- [Items from a dataset]:
▼

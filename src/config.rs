// src/config.rs
//
// Run configuration. Loaded from an optional JSON file, overridden by CLI
// tokens, and written back as `config.json` next to the outputs.

use serde::{Deserialize, Serialize};
use std::fs::File;
use std::io::BufReader;
use std::path::{Path, PathBuf};

use crate::condition::{Condition, MarkerLine};
use crate::error::{CompareError, Result};
use crate::snapshot::SnapshotPolicy;

#[derive(Debug, Clone, PartialEq, Serialize, Deserialize)]
#[serde(default)]
pub struct CompareConfig {
    pub inputs: InputConfig,
    pub window: WindowConfig,
    pub plot: PlotConfig,
    pub movie: MovieConfig,
    pub snapshots: SnapshotPolicy,
    /// Stop after this many frames (all frames if unset).
    pub max_frames: Option<usize>,
}

#[derive(Debug, Clone, PartialEq, Serialize, Deserialize)]
#[serde(default)]
pub struct InputConfig {
    pub control: PathBuf,
    pub constructive: PathBuf,
    pub destructive: PathBuf,
}

#[derive(Debug, Clone, Copy, PartialEq, Eq, Serialize, Deserialize)]
#[serde(default)]
pub struct WindowConfig {
    pub start: usize,
    pub end: usize,
}

#[derive(Debug, Clone, PartialEq, Serialize, Deserialize)]
#[serde(default)]
pub struct PlotConfig {
    pub width: u32,
    pub height: u32,
    pub y_min: f64,
    pub y_max: f64,
    /// Window-local column marked with a red dot.
    pub probe: usize,
    /// Dashed reference lines, one slot per condition (control, constructive, destructive).
    pub markers: [Option<MarkerLine>; 3],
}

#[derive(Debug, Clone, PartialEq, Serialize, Deserialize)]
#[serde(default)]
pub struct MovieConfig {
    pub enabled: bool,
    pub fps: u32,
    pub ffmpeg: PathBuf,
    pub codec: String,
    pub file_name: String,
}

impl Default for InputConfig {
    fn default() -> Self {
        Self::from_data_dir(Path::new("."), "Ex")
    }
}

impl InputConfig {
    /// `<dir>/control/<component>.txt` and friends.
    pub fn from_data_dir(dir: &Path, component: &str) -> Self {
        Self {
            control: Condition::Control.default_path(dir, component),
            constructive: Condition::Constructive.default_path(dir, component),
            destructive: Condition::Destructive.default_path(dir, component),
        }
    }

    pub fn path(&self, condition: Condition) -> &Path {
        match condition {
            Condition::Control => &self.control,
            Condition::Constructive => &self.constructive,
            Condition::Destructive => &self.destructive,
        }
    }

    pub fn set_path(&mut self, condition: Condition, path: PathBuf) {
        match condition {
            Condition::Control => self.control = path,
            Condition::Constructive => self.constructive = path,
            Condition::Destructive => self.destructive = path,
        }
    }
}

impl Default for WindowConfig {
    fn default() -> Self {
        Self {
            start: 2000,
            end: 4000,
        }
    }
}

impl WindowConfig {
    pub fn width(&self) -> usize {
        self.end.saturating_sub(self.start)
    }
}

impl Default for PlotConfig {
    fn default() -> Self {
        Self {
            width: 800,
            height: 600,
            y_min: -1.0,
            y_max: 1.0,
            probe: 500,
            markers: Condition::ALL.map(|c| c.default_marker()),
        }
    }
}

impl PlotConfig {
    pub fn marker(&self, condition: Condition) -> Option<MarkerLine> {
        self.markers[condition.index()]
    }
}

impl Default for MovieConfig {
    fn default() -> Self {
        Self {
            enabled: true,
            fps: 10,
            ffmpeg: PathBuf::from("ffmpeg"),
            codec: "libx264".to_string(),
            file_name: "live_plot_comparison.mp4".to_string(),
        }
    }
}

impl Default for CompareConfig {
    fn default() -> Self {
        Self {
            inputs: InputConfig::default(),
            window: WindowConfig::default(),
            plot: PlotConfig::default(),
            movie: MovieConfig::default(),
            snapshots: SnapshotPolicy::default(),
            max_frames: None,
        }
    }
}

impl CompareConfig {
    pub fn from_json_file(path: &Path) -> Result<Self> {
        let file = File::open(path).map_err(|e| CompareError::read(path, e))?;
        let cfg: CompareConfig = serde_json::from_reader(BufReader::new(file))?;
        Ok(cfg)
    }

    /// Checks that do not need the input data.
    pub fn validate(&self) -> Result<()> {
        if self.window.start >= self.window.end {
            return Err(CompareError::Config(format!(
                "window start {} must be below end {}",
                self.window.start, self.window.end
            )));
        }
        if !(self.plot.y_min < self.plot.y_max) {
            return Err(CompareError::Config(format!(
                "y range [{}, {}] is empty",
                self.plot.y_min, self.plot.y_max
            )));
        }
        if self.plot.width == 0 || self.plot.height == 0 {
            return Err(CompareError::Config("image size must be non-zero".into()));
        }
        // yuv420p needs even dimensions
        if self.movie.enabled && (self.plot.width % 2 != 0 || self.plot.height % 2 != 0) {
            return Err(CompareError::Config(format!(
                "movie frames must have even dimensions, got {}x{}",
                self.plot.width, self.plot.height
            )));
        }
        if self.movie.enabled && self.movie.fps == 0 {
            return Err(CompareError::Config("fps must be positive".into()));
        }
        if self.plot.probe >= self.window.width() {
            return Err(CompareError::ProbeOutOfRange {
                what: "probe",
                column: self.plot.probe as f64,
                width: self.window.width(),
            });
        }
        if self.max_frames == Some(0) {
            return Err(CompareError::Config("frames must be at least 1".into()));
        }
        Ok(())
    }

    pub fn write_to_dir(&self, out_dir: &Path) -> Result<()> {
        let path = out_dir.join("config.json");
        let file = File::create(path)?;
        serde_json::to_writer_pretty(file, self)?;
        Ok(())
    }
}
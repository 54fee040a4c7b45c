// src/lib.rs

pub mod animation;
pub mod condition;
pub mod config;
pub mod error;
pub mod field_series;
pub mod movie;
pub mod snapshot;
pub mod visualisation;

pub use error::{CompareError, Result};
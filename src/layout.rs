//! Element geometry.
//!
//! A static page has no rendered boxes, so geometry comes from a `Layout`
//! collaborator. Behaviors only ever ask for these three measurements.

use kuchiki::NodeRef;

use crate::dom::{self, Element};

pub const TOP_HINT: &str = "data-layout-top";
pub const HEIGHT_HINT: &str = "data-layout-height";

pub trait Layout {
    /// Distance in pixels from the top of the document to the element.
    fn offset_top(&self, el: &Element) -> Option<f64>;

    /// Outer height of the element in pixels.
    fn height(&self, el: &Element) -> Option<f64>;

    /// Computed `margin-top` of the element, as the raw CSS value.
    fn margin_top(&self, el: &Element) -> Option<String>;

    /// Removes whatever the layout left in the markup. Called once a page is
    /// done and about to be written out.
    fn clear_hints(&self, _document: &NodeRef) {}
}

/// Reads geometry from markup hints.
///
/// * `data-layout-top="500"` for the document offset,
/// * `data-layout-height="60"` for the height,
/// * `margin-top` inside the inline `style` attribute.
#[derive(Debug, Default, Clone, Copy)]
pub struct AttributeLayout;

impl AttributeLayout {
    fn number(el: &Element, name: &str) -> Option<f64> {
        dom::attr(el, name)?
            .trim()
            .parse::<f64>()
            .ok()
            .filter(|v| v.is_finite())
    }
}

impl Layout for AttributeLayout {
    fn offset_top(&self, el: &Element) -> Option<f64> {
        Self::number(el, TOP_HINT)
    }

    fn height(&self, el: &Element) -> Option<f64> {
        Self::number(el, HEIGHT_HINT)
    }

    fn margin_top(&self, el: &Element) -> Option<String> {
        let style = dom::attr(el, "style")?;
        style.split(';').find_map(|decl| {
            let (prop, value) = decl.split_once(':')?;
            prop.trim()
                .eq_ignore_ascii_case("margin-top")
                .then(|| value.trim().to_string())
        })
    }

    fn clear_hints(&self, document: &NodeRef) {
        for el in dom::select_all(document, "[data-layout-top], [data-layout-height]") {
            let mut attrs = el.attributes.borrow_mut();
            attrs.remove(TOP_HINT);
            attrs.remove(HEIGHT_HINT);
        }
    }
}

#[cfg(test)]
mod tests {
    use super::*;
    use kuchiki::traits::TendrilSink as _;

    #[test]
    fn reads_markup_hints() {
        let doc = kuchiki::parse_html().one(
            r#"<div id="x" data-layout-top=" 120.5" data-layout-height="60" style="color: red; Margin-Top: 20px"></div>"#,
        );
        let el = dom::select_one(&doc, "#x").unwrap();
        let layout = AttributeLayout;
        assert_eq!(layout.offset_top(&el), Some(120.5));
        assert_eq!(layout.height(&el), Some(60.0));
        assert_eq!(layout.margin_top(&el).as_deref(), Some("20px"));
    }

    #[test]
    fn non_finite_hints_are_none() {
        let doc = kuchiki::parse_html()
            .one(r#"<div id="x" data-layout-top="NaN" data-layout-height="inf"></div>"#);
        let el = dom::select_one(&doc, "#x").unwrap();
        assert_eq!(AttributeLayout.offset_top(&el), None);
        assert_eq!(AttributeLayout.height(&el), None);
    }

    #[test]
    fn clear_hints_keeps_other_attributes() {
        let doc = kuchiki::parse_html().one(
            r#"<nav id="top-nav" data-layout-height="60" style="margin-top: 4px"></nav><h2 id="a" data-layout-top="10">A</h2>"#,
        );
        AttributeLayout.clear_hints(&doc);
        let nav = dom::select_one(&doc, "#top-nav").unwrap();
        assert_eq!(dom::attr(&nav, HEIGHT_HINT), None);
        assert_eq!(dom::attr(&nav, "style").as_deref(), Some("margin-top: 4px"));
        let h2 = dom::select_one(&doc, "#a").unwrap();
        assert_eq!(dom::attr(&h2, TOP_HINT), None);
    }

    #[test]
    fn missing_hints_are_none() {
        let doc = kuchiki::parse_html().one(r#"<div id="x" data-layout-top="auto"></div>"#);
        let el = dom::select_one(&doc, "#x").unwrap();
        let layout = AttributeLayout;
        assert_eq!(layout.offset_top(&el), None);
        assert_eq!(layout.height(&el), None);
        assert_eq!(layout.margin_top(&el), None);
    }
}
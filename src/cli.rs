use std::path::PathBuf;

use clap::{Parser, ValueEnum};
use url::Url;

#[derive(Debug, Clone, Copy, ValueEnum)]
pub enum ProgressMode {
    /// Enable progress UI when stderr is a TTY.
    Auto,
    /// Always enable progress UI (even when piped).
    Always,
    /// Never show progress UI.
    Never,
}

#[derive(Debug, Parser)]
#[command(author, version, about)]
pub struct Args {
    /// An HTML page, or a directory walked recursively for `*.html` / `*.htm`.
    #[arg(long)]
    pub input: PathBuf,

    /// Output path. A file when `--input` is a file, a directory otherwise.
    ///
    /// If omitted, pages are rewritten in place.
    #[arg(long)]
    pub out: Option<PathBuf>,

    /// The target renderer cannot draw SVG: point `.svg` images at `.png` twins.
    #[arg(long)]
    pub no_svg: bool,

    /// Base URL of the repository metadata API.
    #[arg(long, default_value = "https://api.github.com")]
    pub api_base: Url,

    /// Do not fetch star/fork counters.
    #[arg(long)]
    pub offline: bool,

    /// HTTP User-Agent used for the repository lookup.
    #[arg(long, default_value = "docs-page-enhance/0.1")]
    pub user_agent: String,

    /// Progress display: `auto`, `always`, or `never`.
    #[arg(long, value_enum, default_value = "auto")]
    pub progress: ProgressMode,
}
/// Rendering capabilities of the environment the pages are built for.
///
/// Derived once from configuration and never changed afterwards.
#[derive(Debug, Clone, Copy, PartialEq, Eq)]
pub struct FeatureFlags {
    /// Whether `<img>` elements can render SVG sources.
    pub svg: bool,
}

impl Default for FeatureFlags {
    fn default() -> Self {
        Self { svg: true }
    }
}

▲

- [EXERCISE]: From the entries, copy every line in which the word "into" occurs.

- [OUTPUT OF THE EXERCISE]:
            return Err(CompareError::Config("image size must be non-zero".into()));
            return Err(CompareError::Config("fps must be positive".into()));
            return Err(CompareError::Config("frames must be at least 1".into()));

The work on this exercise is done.